A prendere la parola è poi Francesca Mannocchi, giornalista e documentarista freelance esperta di Nord Africa e di Medio Oriente che da anni si occupa di migrazioni e conflitti, spiegando il complesso lavoro che si cela dietro al suo primo libro dal titolo: Io Khaled vendo uomini e sono innocente (Einaudi, 2019). Una struggente storia che narra da un punto di vista differente gli avvenimenti dei migranti in partenza dalla Libia, sarà proprio un trafficante a raccontare in prima persona gli accadimenti della storia dello Stato Nordafricano che si intrecciano con il traffico di persone. Senza un metro di giudizio che possa etichettare distintamente il bene dal male, ma tentando di restituire una realtà a cui non possiamo o non vogliamo credere. “Khaled esiste, e Khaled non è il suo vero nome. È uno dei tre trafficanti di uomini che ho incontrato in Libia e sicuramente il meno prepotente. Nella sua poca prepotenza e nella sua poca età – è mio coetaneo – mi ha posto davanti ad alcune sfide di senso”, confessa la giornalista italiana, “la scrittura di questo libro è stata una forma di autocritica e un modo per farmi domande sul nostro mestiere che sta vivendo un periodo molto complicato”. Ricollegandosi al concetto espresso precedentemente dal collega spagnolo, prosegue: “Tutto intorno a noi tende alla riduzione della complessità e io stessa, in prima persona, ho provato la sensazione di smarrimento, di non aver capito completamente un fenomeno, o che le spiegazioni che mi ero data fino a quel momento non fossero sufficienti”, concludendo infine: “Ci siamo abituati a inseguire una narrativa emergenziale, c’è sempre un’emergenza migranti”-

E proprio mentre in questi giorni in Libia le truppe del generale Khalifa Haftar sono dirette verso Tripoli per spodestare il governo di Fayez al-Serraj – creando una escalation di terrore che potrebbe precipitare trascinando ulteriormente nel baratro e nel caos la Libia – la giornalista italiana ribadisce le problematiche che accompagnano la restrizione della politica dei visti. “L’anno scorso sono arrivati da noi quasi 300 libici, un fenomeno nuovo, sembrano numeri non eccezionali, invece è un numero che racconta in maniera molto precisa quale sia la situazione a terra”, riportando poi il tragico esempio di un ragazzino di 13 anni malato di leucemia bisognoso di cure mediche specifiche ma privato del diritto di movimento.

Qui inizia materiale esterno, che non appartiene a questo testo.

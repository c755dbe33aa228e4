//! Register map and protocol constants for TMF8801-class ToF sensors.
//!
//! Offsets in the common block are valid in every application. The App0 and
//! bootloader blocks overlap: what lives at `0x08..` depends on which
//! application is running.

// ============================================================================
// Common registers
// ============================================================================

/// Running application id (read-only). Start of the info record.
pub const REG_APP_ID: u8 = 0x00;
/// Major revision of the running application.
pub const REG_APP_REV_MAJOR: u8 = 0x01;
/// Requested application id (write to switch applications).
pub const REG_REQ_APP_ID: u8 = 0x02;

/// CPU status / enable register.
pub const REG_STAT: u8 = 0xE0;
/// Interrupt status, cleared by writing back the bits read.
pub const REG_INT_STAT: u8 = 0xE1;
/// Interrupt enable mask.
pub const REG_INT_EN: u8 = 0xE2;
/// Silicon id.
pub const REG_CHIP_ID: u8 = 0xE3;
/// Silicon revision.
pub const REG_CHIP_REV: u8 = 0xE4;

/// Size of the info record read from [`REG_APP_ID`].
pub const INFO_RECORD_SIZE: usize = 4;

/// Number of addressable registers mirrored in the shadow copy.
pub const MAX_REGS: usize = 256;

// ============================================================================
// Application ids
// ============================================================================

pub const APP_ID_BOOTLOADER: u8 = 0x80;
pub const APP_ID_APP0: u8 = 0xC0;
pub const APP_ID_APP1: u8 = 0xC1;

/// First App0 major revision carrying the algorithm/gpio/clock-trim block.
pub const APP0_V2_MAJOR: u8 = 2;

// ============================================================================
// STAT register bits
// ============================================================================

/// Power-on bit. Cleared while the CPU is in standby.
pub const STAT_PON: u8 = 0x01;
/// CPU is ready to accept commands.
pub const STAT_CPU_READY: u8 = 0x40;
/// Value written to [`REG_STAT`] to wake a sleeping CPU.
pub const STAT_WAKEUP: u8 = STAT_PON;

// ============================================================================
// Interrupts
// ============================================================================

pub const IRQ_RESULTS: u8 = 0x01;
pub const IRQ_DIAG: u8 = 0x02;
pub const IRQ_ERROR: u8 = 0x04;
/// Interrupt-enable bits preserved on read-modify-write.
pub const INT_MASK: u8 = 0x07;
/// Standard interrupt set enabled whenever App0 comes up.
pub const IRQ_STANDARD: u8 = IRQ_RESULTS | IRQ_DIAG | IRQ_ERROR;

// ============================================================================
// Bootloader
// ============================================================================

/// Bootloader command / status register.
pub const REG_BL_CMD_STAT: u8 = 0x08;

pub const BL_CMD_RAMREMAP_RESET: u8 = 0x11;
pub const BL_CMD_DOWNLOAD_INIT: u8 = 0x14;
pub const BL_CMD_W_RAM: u8 = 0x41;
pub const BL_CMD_ADDR_RAM: u8 = 0x43;

pub const BL_STAT_READY: u8 = 0x00;
pub const BL_STAT_ERR_SIZE: u8 = 0x01;
pub const BL_STAT_ERR_CSUM: u8 = 0x02;
pub const BL_STAT_ERR_RANGE: u8 = 0x07;
pub const BL_STAT_ERR_MORE: u8 = 0x08;
/// Highest status value that is an error; anything above is "busy".
pub const BL_STAT_ERR_LAST: u8 = 0x0F;

/// Largest data payload of one bootloader packet.
pub const BL_MAX_DATA: usize = 128;
/// Salt handed to DOWNLOAD_INIT.
pub const BL_DEFAULT_SALT: u8 = 0x29;

// ============================================================================
// App0 command block
// ============================================================================

pub const REG_CMD_ALG: u8 = 0x08;
pub const REG_CMD_GPIO: u8 = 0x09;
pub const REG_CMD_CAL_FLAGS: u8 = 0x0A;
pub const REG_CMD_THRESHOLD: u8 = 0x0B;
pub const REG_CMD_DELAY: u8 = 0x0C;
pub const REG_CMD_PERIOD: u8 = 0x0D;
pub const REG_CMD_ITER_LSB: u8 = 0x0E;
pub const REG_CMD_ITER_MSB: u8 = 0x0F;
/// Command register. Written last; the device latches the block on it.
pub const REG_COMMAND: u8 = 0x10;
pub const REG_PREV_COMMAND: u8 = 0x11;
pub const REG_APP_REV_MINOR: u8 = 0x12;
pub const REG_APP_REV_PATCH: u8 = 0x13;

/// App0 state. [`APP0_STATE_BUSY`] is set while a measurement or
/// calibration is running.
pub const REG_APP0_STATE: u8 = 0x1C;
/// Last device-side error code.
pub const REG_APP0_STATUS: u8 = 0x1D;
/// What the result area at [`REG_RESULTS`] currently holds.
pub const REG_REGISTER_CONTENTS: u8 = 0x1E;
pub const REG_TID: u8 = 0x1F;

pub const APP0_STATE_BUSY: u8 = 0x01;

pub const CMD_STOP: u8 = 0x00;
pub const CMD_MEASURE: u8 = 0x02;
pub const CMD_FACTORY_CALIBRATION: u8 = 0x0A;

pub const CONTENT_CALIBRATION: u8 = 0x0A;
pub const CONTENT_RESULTS: u8 = 0x55;

/// Calibration-data-present flags written to [`REG_CMD_CAL_FLAGS`].
pub const CAL_FLAG_FACTORY: u8 = 0x01;
pub const CAL_FLAG_ALG_STATE: u8 = 0x02;
pub const CAL_FLAG_CONFIG: u8 = 0x04;

/// Result area; also holds factory calibration output.
pub const REG_RESULTS: u8 = 0x20;
pub const RESULT_RECORD_SIZE: usize = 28;

pub const REG_FACTORY_CALIB: u8 = 0x20;
pub const FACTORY_CALIB_SIZE: usize = 14;
pub const REG_ALG_STATE: u8 = 0x2E;
pub const ALG_STATE_SIZE: usize = 11;

pub const REG_DIAG_STATE: u8 = 0x3C;
/// Oscillator trim, bits 7:0 in the first byte, bit 8 in bit 0 of the second.
pub const REG_OSC_TRIM: u8 = 0x3D;
/// Clock-correction iteration count (v2), little-endian.
pub const REG_CLK_ITERATIONS: u8 = 0x3F;
pub const REG_CONFIG_CALIB: u8 = 0x40;
pub const CONFIG_CALIB_MAX: usize = 32;

/// Size of the App0 header block (status, last command, TID...).
pub const CTRL_FRAME_SIZE: usize = 0x20;

// ============================================================================
// Calibration and health
// ============================================================================

/// Crosstalk baselines above this are physically implausible.
pub const CROSSTALK_IMPLAUSIBLE: u32 = 50_000;

pub const CLOCK_TRIM_MAX: i32 = 511;

/// Settings forced while calibrating and when restarting after recovery.
pub const CALIB_ALG: u8 = 0xA7;
pub const CALIB_PERIOD_MS: u8 = 66;
pub const CALIB_ITERATIONS: u32 = 900_000;

/// Capture iterations are carried in thousands.
pub const ITERATION_UNIT: u32 = 1000;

Un altro punto che Maria Gianniti ha voluto trattare – coinvolgendo nella discussione di nuovo Morales – è stato quello della realtà africana, in particolar modo la Repubblica Democratica del Congo che il giornalista ha approfondito nel suo libro.”Un paese lontano non solo fisicamente a noi, ma distante anche per la sua storia recente” dice la giornalista italiana, un territorio tormentato da anni di conflitti che hanno determinato una infinita emergenza”. Chiede poi a Moreles cosa di più lo ha colpito dello Stato dell’Africa centrale, e lo scrittore replica: “Perché registriamo oggi questo numero di sfollati? – domanda cui dà immediatamente risposta – “Per il semplice motivo che è un conflitto interminabile come molti tanti altri nel Mondo” rispondendosi da solo. “Non è facile far passare a degli editori queste storie, cercare di raccontare delle realtà dimenticate”, interviene la moderatrice, ricordando infine il genocidio ruandese avvenuto esattamente 25 anni fa.

“Torniamo a quelli che non arrivano più, ma che ci sono e sono bloccati” interviene Maria Gianniti, rinvolgendosi nuovamente all’ospite italiana. “Vere e proprie prigioni definite centri di accoglienza, ma sono prigioni per la legge libica”: Mannocchi conosce bene questi luoghi, dal momento in cui ha avuto modo negli ultimi ultimi anni di visitarne molti. “Quanti sono questi centri di detenzione? Non è dato saperlo”, spiega. Raccontando poi: “Ho incontrato questo ragazzino nigeriano, John, di 14 anni, che aveva fatto il viaggio da solo, mi ha confidato che si sentono come degli animali in gabbia, come dei polli.”Riportando le sue stesse parole: “Tutte le sere quando mi addormento mi sento fortunato perché sono tra i vivi e non tra quelli che qua dentro stanno morendo”(. Prima della conclusione del panel c’è ancora spazio per raccogliere le ultime testimonianze dei due scrittori. “A queste storie è importante restituire la dignità dei dettagli, perché questi dettagli umanizzano la brutalità subita”, commenta Francesca Mannocchi.